TASK MATERIAL: Begin
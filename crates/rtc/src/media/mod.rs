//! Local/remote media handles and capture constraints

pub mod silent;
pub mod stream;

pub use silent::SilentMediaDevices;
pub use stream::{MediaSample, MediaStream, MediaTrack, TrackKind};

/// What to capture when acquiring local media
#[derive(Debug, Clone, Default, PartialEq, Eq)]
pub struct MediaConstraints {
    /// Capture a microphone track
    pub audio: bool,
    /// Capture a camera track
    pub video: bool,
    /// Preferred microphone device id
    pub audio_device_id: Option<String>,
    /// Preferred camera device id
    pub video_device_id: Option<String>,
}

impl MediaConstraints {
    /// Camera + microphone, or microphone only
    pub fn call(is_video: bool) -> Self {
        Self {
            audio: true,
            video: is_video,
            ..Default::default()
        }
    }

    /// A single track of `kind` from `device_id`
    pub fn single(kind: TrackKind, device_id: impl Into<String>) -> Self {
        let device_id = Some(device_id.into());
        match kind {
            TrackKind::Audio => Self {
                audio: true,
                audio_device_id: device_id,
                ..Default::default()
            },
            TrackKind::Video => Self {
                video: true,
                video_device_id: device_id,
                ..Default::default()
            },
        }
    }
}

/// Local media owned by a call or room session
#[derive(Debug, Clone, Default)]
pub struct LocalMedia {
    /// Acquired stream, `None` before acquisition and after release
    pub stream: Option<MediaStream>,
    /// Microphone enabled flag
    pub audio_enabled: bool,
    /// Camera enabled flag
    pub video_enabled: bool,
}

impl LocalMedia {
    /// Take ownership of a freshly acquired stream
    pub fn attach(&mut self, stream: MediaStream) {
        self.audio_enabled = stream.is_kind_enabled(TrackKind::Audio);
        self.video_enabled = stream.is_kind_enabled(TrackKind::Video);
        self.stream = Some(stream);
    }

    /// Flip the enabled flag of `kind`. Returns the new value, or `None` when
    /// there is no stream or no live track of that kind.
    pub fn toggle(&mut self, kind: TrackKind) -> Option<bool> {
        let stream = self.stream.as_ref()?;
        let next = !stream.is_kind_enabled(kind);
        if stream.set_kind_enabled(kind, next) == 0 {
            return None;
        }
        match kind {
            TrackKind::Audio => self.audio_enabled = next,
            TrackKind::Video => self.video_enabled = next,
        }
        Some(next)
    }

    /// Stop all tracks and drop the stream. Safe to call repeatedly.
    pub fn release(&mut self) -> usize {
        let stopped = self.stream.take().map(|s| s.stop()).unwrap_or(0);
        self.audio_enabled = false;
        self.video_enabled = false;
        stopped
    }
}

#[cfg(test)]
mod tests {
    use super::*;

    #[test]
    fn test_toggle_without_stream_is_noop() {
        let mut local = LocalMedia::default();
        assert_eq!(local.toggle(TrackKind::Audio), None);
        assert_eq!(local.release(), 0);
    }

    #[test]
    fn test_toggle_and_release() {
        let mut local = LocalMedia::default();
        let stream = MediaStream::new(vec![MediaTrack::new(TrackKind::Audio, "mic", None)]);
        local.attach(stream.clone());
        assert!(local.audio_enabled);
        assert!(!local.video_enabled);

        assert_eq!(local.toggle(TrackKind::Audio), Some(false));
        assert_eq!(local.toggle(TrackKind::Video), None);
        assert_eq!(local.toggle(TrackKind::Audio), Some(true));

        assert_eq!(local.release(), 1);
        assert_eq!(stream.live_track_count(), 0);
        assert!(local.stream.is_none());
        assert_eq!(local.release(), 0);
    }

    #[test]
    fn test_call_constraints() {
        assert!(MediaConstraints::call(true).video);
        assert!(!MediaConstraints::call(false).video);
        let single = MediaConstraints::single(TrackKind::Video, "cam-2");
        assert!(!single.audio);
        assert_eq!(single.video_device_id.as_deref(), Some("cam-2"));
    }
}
TASK MATERIAL: End
#### [TASK TO COMPLETE]
Among the entries, count the lines that hold "LocalMedia". Reply with the count only.

#### [OUTPUT FOR THIS EXERCISE]
4